Between 1990 and 2006, the incidence of mastoiditis remained stable at approximately 1.2 per 10,000 child-years. After otitis media, the risk for mastoiditis increased with age and was halved by antibiotics. The risk for mastoiditis after otitis media treated with antibiotics was 1.8 per 10,000 episodes (139/792,623) vs 3.8 per 10,000 episodes (149/389,649) without antibiotics.
To prevent 1 child from the development of mastoiditis, general practitioners would have to treat 4831 otitis media episodes with antibiotics. If otitis media were no longer treated with antibiotics in the United Kingdom, there would be an extra 255 cases of childhood mastoiditis but 738,775 fewer antibiotic prescriptions per year.
"Antibiotics halve the risk of mastoiditis, but the high number of episodes needing treatment to prevent 1 case precludes the treatment of otitis media as a strategy for preventing mastoiditis," the study authors write. "Although mastoiditis is a serious disease, most children make an uncomplicated recovery after mastoidectomy or intravenous antibiotics. Treating these additional otitis media episodes could pose a larger public health problem in terms of antibiotic resistance."
Limitations of this study include possible misclassification of the occurrence and timing of exposures, underestimation of the incidence of mastoiditis, possible miscoding of mastoiditis, possible underestimation of treatment efficacy if general practitioners were more likely to record otitis media if they prescribed antibiotics, prescriptions not directly linked to indication, and lack of compliance data or severity data.
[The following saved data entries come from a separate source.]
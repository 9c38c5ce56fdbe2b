//! 颁发记录操作
//!
//! 获奖者以加盐哈希令牌落库，按邮箱的查询全部通过"取候选集、
//! 用存储盐重算摘要比对"完成，任何路径都不反解哈希。
//! 聚合类统计（排名）同样只能逐条验证，代价是线性扫描。

use chrono::{DateTime, Utc};
use serde_json::json;
use tracing::{info, instrument};
use uuid::Uuid;

use crate::error::Result;
use crate::hasher::{hash_recipient, verify_recipient};
use crate::models::{Assertion, Person};
use crate::notification::{TOPIC_BADGE_AWARD, TOPIC_RANK_ADVANCE};

use super::BadgeDatabase;

const ASSERTION_COLUMNS: &str = "id, badge_id, recipient, issued_on, issued_for, created_on";

impl BadgeDatabase {
    /// 颁发徽章
    ///
    /// 徽章不存在时返回 None。成功时返回新记录 id，并发布两条事实：
    /// `badge.award`（徽章视角）与 `person.rank.advance`（获奖者视角，
    /// 仅当获奖者是已注册用户时）。重复颁发是允许的，每次都生成
    /// 新记录和新的随机盐。
    #[instrument(skip(self, issued_on, issued_for))]
    pub async fn add_assertion(
        &self,
        badge_id: &str,
        email: &str,
        issued_on: Option<DateTime<Utc>>,
        issued_for: Option<&str>,
    ) -> Result<Option<String>> {
        Self::require("email", email)?;

        let Some(badge) = self.get_badge(badge_id).await? else {
            return Ok(None);
        };

        let now = Utc::now();
        let assertion = Assertion {
            id: Uuid::new_v4().to_string(),
            badge_id: badge.id.clone(),
            recipient: hash_recipient(email),
            issued_on: issued_on.unwrap_or(now),
            issued_for: issued_for.map(str::to_string),
            created_on: now,
        };

        // 排名在写入前基于"已有记录 + 本次新增"计算，
        // 与记录写入同一事务提交
        let recipient = self.get_person(email).await?;
        let rank_change = match &recipient {
            Some(person) => Some(self.compute_rank(person, email).await?),
            None => None,
        };

        let mut tx = self.pool().begin().await?;
        sqlx::query(
            r#"
            INSERT INTO assertions (id, badge_id, recipient, issued_on, issued_for, created_on)
            VALUES (?, ?, ?, ?, ?, ?)
            "#,
        )
        .bind(&assertion.id)
        .bind(&assertion.badge_id)
        .bind(&assertion.recipient)
        .bind(assertion.issued_on)
        .bind(&assertion.issued_for)
        .bind(assertion.created_on)
        .execute(&mut *tx)
        .await?;

        if let (Some(person), Some((_, new_rank))) = (&recipient, rank_change) {
            sqlx::query("UPDATE persons SET rank = ? WHERE id = ?")
                .bind(new_rank)
                .bind(&person.id)
                .execute(&mut *tx)
                .await?;
        }
        tx.commit().await?;

        info!(badge_id = %badge.id, assertion_id = %assertion.id, "badge awarded");

        // 授奖是两个事实：徽章被授出，获奖者排名变动
        let user_payload = match &recipient {
            Some(person) => json!({ "email": person.email, "nickname": person.nickname }),
            None => json!({ "email": email }),
        };
        self.notify(
            TOPIC_BADGE_AWARD,
            &json!({
                "badge": {
                    "badge_id": badge.id,
                    "name": badge.name,
                    "image": badge.image_path(),
                    "description": badge.description,
                    "criteria": badge.criteria,
                },
                "user": user_payload,
            }),
        )?;

        if let (Some(person), Some((old_rank, new_rank))) = (recipient, rank_change) {
            let mut person = person;
            person.rank = Some(new_rank);
            self.notify(
                TOPIC_RANK_ADVANCE,
                &json!({
                    "person": person.export(),
                    "old_rank": old_rank,
                    "new_rank": new_rank,
                }),
            )?;
        }

        Ok(Some(assertion.id))
    }

    /// 检查某邮箱是否获得过某徽章
    ///
    /// 取该徽章的候选记录，逐条用存储盐重算摘要比对。
    pub async fn assertion_exists(&self, badge_id: &str, email: &str) -> Result<bool> {
        let candidates = self.get_assertions_by_badge(badge_id).await?;
        Ok(candidates
            .iter()
            .any(|a| verify_recipient(&a.recipient, email)))
    }

    /// 列出全部颁发记录
    pub async fn get_all_assertions(&self) -> Result<Vec<Assertion>> {
        let assertions = sqlx::query_as::<_, Assertion>(&format!(
            "SELECT {ASSERTION_COLUMNS} FROM assertions ORDER BY created_on ASC, id ASC"
        ))
        .fetch_all(self.pool())
        .await?;
        Ok(assertions)
    }

    /// 按获奖者邮箱列出颁发记录（全表验证扫描）
    pub async fn get_assertions_by_email(&self, email: &str) -> Result<Vec<Assertion>> {
        let assertions = self
            .get_all_assertions()
            .await?
            .into_iter()
            .filter(|a| verify_recipient(&a.recipient, email))
            .collect();
        Ok(assertions)
    }

    /// 按徽章列出颁发记录
    ///
    /// 徽章不存在时返回空集。
    pub async fn get_assertions_by_badge(&self, badge_id: &str) -> Result<Vec<Assertion>> {
        let assertions = sqlx::query_as::<_, Assertion>(&format!(
            "SELECT {ASSERTION_COLUMNS} FROM assertions WHERE badge_id = ? ORDER BY created_on ASC, id ASC"
        ))
        .bind(badge_id)
        .fetch_all(self.pool())
        .await?;
        Ok(assertions)
    }

    /// 计算获奖者本次颁发后的排名，返回 (旧排名, 新排名)
    ///
    /// 排名 = 持有记录数严格多于该用户的人数 + 1。
    /// 本次新增的记录计入该用户，其余用户按已有记录统计。
    async fn compute_rank(&self, person: &Person, email: &str) -> Result<(Option<i64>, i64)> {
        let assertions = self.get_all_assertions().await?;
        let persons = self.get_all_persons().await?;

        let count_for = |candidate: &str| -> i64 {
            assertions
                .iter()
                .filter(|a| verify_recipient(&a.recipient, candidate))
                .count() as i64
        };

        let own_count = count_for(email) + 1;
        let ahead = persons
            .iter()
            .filter(|p| p.email != email && count_for(&p.email) > own_count)
            .count() as i64;

        Ok((person.rank, ahead + 1))
    }
}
"GPs [general practitioners] and pediatricians working in primary care need to be able to recognize the signs of mastoiditis (postauricular swelling and protrusion of the auricle), particularly in older children, and to refer promptly to ENT [ear, nose, and throat] services," the study authors conclude. "Trends in antibiotic prescribing need to be formally monitored in association with the longitudinal follow-up of individual patient disease outcomes data, to ensure that any changes in antibiotic use are not causing harm."